Purpose: To investigate the novel molecular mechanisms of the antioxidant and anti-inflammatory properties of S-allylmercaptocysteine (SAMC) based on a transcriptomic study in a nonalcoholic steatohepatitis (NASH) rat model METHODS: NASH was induced in Sprague-Dawley rats by feeding with a high fat diet (HFD) for 12 weeks. 200 mg/kg SAMC was fed by oral gavage for 4 weeks from 9 to 12 week.
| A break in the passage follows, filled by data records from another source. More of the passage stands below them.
//! Group-file dictionary definitions: `d ::= ["k":v, default:v2]`.

use indexmap::IndexMap;

use crate::value::Value;

/// A dictionary entry's value, as written in a group file.
///
/// `UseKey` is the literal `key` sentinel token (grounded in `st_group.py`'s
/// dictionary handling): looking up any key that resolves to this entry
/// returns the lookup key itself, converted to a `Value::Str`, rather than
/// a stored value.
#[derive(Clone, Debug, PartialEq)]
pub enum DictEntry {
    Value(Value),
    UseKey,
}

/// One `name ::= [...]` definition. Lookup falls back to the `default` key
/// entry, if declared, when the requested key is absent.
#[derive(Clone, Debug, Default)]
pub struct Dictionary {
    entries: IndexMap<String, DictEntry>,
    default: Option<DictEntry>,
}

impl Dictionary {
    pub fn new() -> Self {
        Self::default()
    }

    pub fn insert(&mut self, key: impl Into<String>, entry: DictEntry) {
        self.entries.insert(key.into(), entry);
    }

    pub fn set_default(&mut self, entry: DictEntry) {
        self.default = Some(entry);
    }

    pub fn is_empty(&self) -> bool {
        self.entries.is_empty() && self.default.is_none()
    }

    /// Resolve `key`, falling back to the `default` entry, if any. `UseKey`
    /// resolves to `key` itself as a string.
    pub fn get(&self, key: &str) -> Option<Value> {
        let entry = self.entries.get(key).or(self.default.as_ref())?;
        Some(match entry {
            DictEntry::Value(v) => v.clone(),
            DictEntry::UseKey => Value::str(key),
        })
    }
}

#[cfg(test)]
mod tests {
    use super::*;

    #[test]
    fn falls_back_to_default_key() {
        let mut d = Dictionary::new();
        d.insert("a", DictEntry::Value(Value::str("apple")));
        d.set_default(DictEntry::Value(Value::str("unknown")));
        assert!(matches!(d.get("a"), Some(Value::Str(s)) if &*s == "apple"));
        assert!(matches!(d.get("z"), Some(Value::Str(s)) if &*s == "unknown"));
    }

    #[test]
    fn use_key_sentinel_echoes_the_lookup_key() {
        let mut d = Dictionary::new();
        d.insert("a", DictEntry::UseKey);
        assert!(matches!(d.get("a"), Some(Value::Str(s)) if &*s == "a"));
    }

    #[test]
    fn missing_key_with_no_default_is_none() {
        let d = Dictionary::new();
        assert!(d.get("missing").is_none());
    }
}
Results: SAMC co-administration attenuated HFD-induced liver injury, including the increased serum ALT, hepatic oxidative stress and inflammation. Transcriptomic analysis revealed that SAMC dramatically induced the XRE- and ARE-driven drug metabolising enzymes (DMEs) including Akr7a3, Akr1b8, and Nqo1. The nuclear translocation of the upstream regulator of xenobiotics metabolism, AHR, and regulator of antioxidant responses, NRF2, were significantly increased by SAMC treatment. Furthermore, SAMC counteracted the effects of HFD on NF-κB/IκB and NLRP3/6 pathways with decreasing protein levels of ASC, cleaved caspase-1, IL-18, and IL-1β. These results were further verified in another mice NASH model induced by an MCD diet with SAMC co-administration.
Conclusion: We propose that SAMC triggers AHR/NRF2-mediated antioxidant responses which may further suppress the NLRP3/6 inflammasome pathway and NF-κB activation, contributing to the improvement of NASH.
Keywords: Antioxidant responses; Inflammasome; NASH; S-allylmercaptocysteine; Xenobiotic responses.